These are the key concepts you need to understand to accurately answer the question.

Surface Area Formula
To find the surface area of a cylinder, we use a specific formula. This formula is derived from the geometry of the cylinder, which consists of two circles and a rectangle. The surface area (SA) formula for a cylinder is: \( SA = 2\pi r(h + r) \).
Here:
  • \( r \) is the radius of the cylinder's base.
  • \( h \) is the height of the cylinder.
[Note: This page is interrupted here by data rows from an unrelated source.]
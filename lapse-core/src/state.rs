#[derive(Debug, Clone, Copy, PartialEq, Eq, Hash, Default)]
pub enum State {
    #[default]
    Unset,
    Running,
    Stopped,
}
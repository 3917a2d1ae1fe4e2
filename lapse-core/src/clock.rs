pub trait Clock {
    type Instant: Copy;

    /// Samples the source. `None` means the platform reported its invalid-time sentinel.
    fn now(&self) -> Option<Self::Instant>;

    fn ticks_between(&self, earlier: Self::Instant, later: Self::Instant) -> u64;

    fn ticks_per_second(&self) -> u64;
}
By using this formula, we can calculate the total surface area, which includes both the lateral surface (side) and the area of the two circular bases.
Cylinder Geometry
Understanding cylinder geometry will simplify our calculation. A cylinder is a 3-dimensional shape with two parallel circular bases connected by a curved surface.
The main components of a cylinder are:
  • The radius (\( r \)): The distance from the center of the base to the perimeter.
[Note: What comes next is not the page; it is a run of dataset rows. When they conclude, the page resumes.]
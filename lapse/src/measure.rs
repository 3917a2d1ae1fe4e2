use core::future::Future;

use lapse_core::{Clock, Error, Stopwatch};

pub fn measure<Clk, T, F>(clock: Clk, f: F) -> Result<(T, f64), Error>
where
    Clk: Clock,
    F: FnOnce() -> T,
{
    let mut watch = Stopwatch::new(clock);
    watch.start()?;
    let output = f();
    watch.stop()?;

    let elapsed = watch.elapsed_time();
    log::debug!("measured closure in {elapsed:.6}s");
    Ok((output, elapsed))
}

pub async fn measure_async<Clk, F>(clock: Clk, future: F) -> Result<(F::Output, f64), Error>
where
    Clk: Clock,
    F: Future,
{
    let mut watch = Stopwatch::new(clock);
    watch.start()?;
    let output = future.await;
    watch.stop()?;

    let elapsed = watch.elapsed_time();
    log::debug!("measured future in {elapsed:.6}s");
    Ok((output, elapsed))
}
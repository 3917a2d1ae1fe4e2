use std::time::{Duration, Instant};

use lapse_core::Clock;

pub(crate) const NANOS_PER_SECOND: u64 = Duration::from_secs(1).as_nanos() as u64;

pub(crate) fn duration_to_ticks(duration: Duration) -> u64 {
    u64::try_from(duration.as_nanos()).unwrap_or(u64::MAX)
}

#[derive(Debug, Clone, Copy, Default)]
pub struct MonotonicClock;

impl Clock for MonotonicClock {
    type Instant = Instant;

    fn now(&self) -> Option<Self::Instant> {
        Some(Instant::now())
    }

    fn ticks_between(&self, earlier: Self::Instant, later: Self::Instant) -> u64 {
        duration_to_ticks(later.saturating_duration_since(earlier))
    }

    fn ticks_per_second(&self) -> u64 {
        NANOS_PER_SECOND
    }
}

#[derive(Debug, Clone, Copy, Default)]
pub struct TokioClock;

impl Clock for TokioClock {
    type Instant = tokio::time::Instant;

    fn now(&self) -> Option<Self::Instant> {
        Some(tokio::time::Instant::now())
    }

    fn ticks_between(&self, earlier: Self::Instant, later: Self::Instant) -> u64 {
        duration_to_ticks(later.saturating_duration_since(earlier))
    }

    fn ticks_per_second(&self) -> u64 {
        NANOS_PER_SECOND
    }
}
  • The height (\( h \)): The distance between the two bases, measured perpendicular to them.
To wrap your head around it, imagine a can. The circles at the top and bottom are the bases, and the height is how tall the can stands.
Step-by-Step Math Solutions
Breaking down the computation into steps helps ensure accuracy and understanding.
Here's a step-by-step approach to finding the surface area of a cylinder:
  • Step 1: Begin by establishing the formula (\( SA = 2\pi r(h + r) \)).
  • Step 2: Substitute the given values (\( r \) and \( h \)) into the formula.
  • Step 3: Calculate the sum inside the parenthesis (\( h + r \)).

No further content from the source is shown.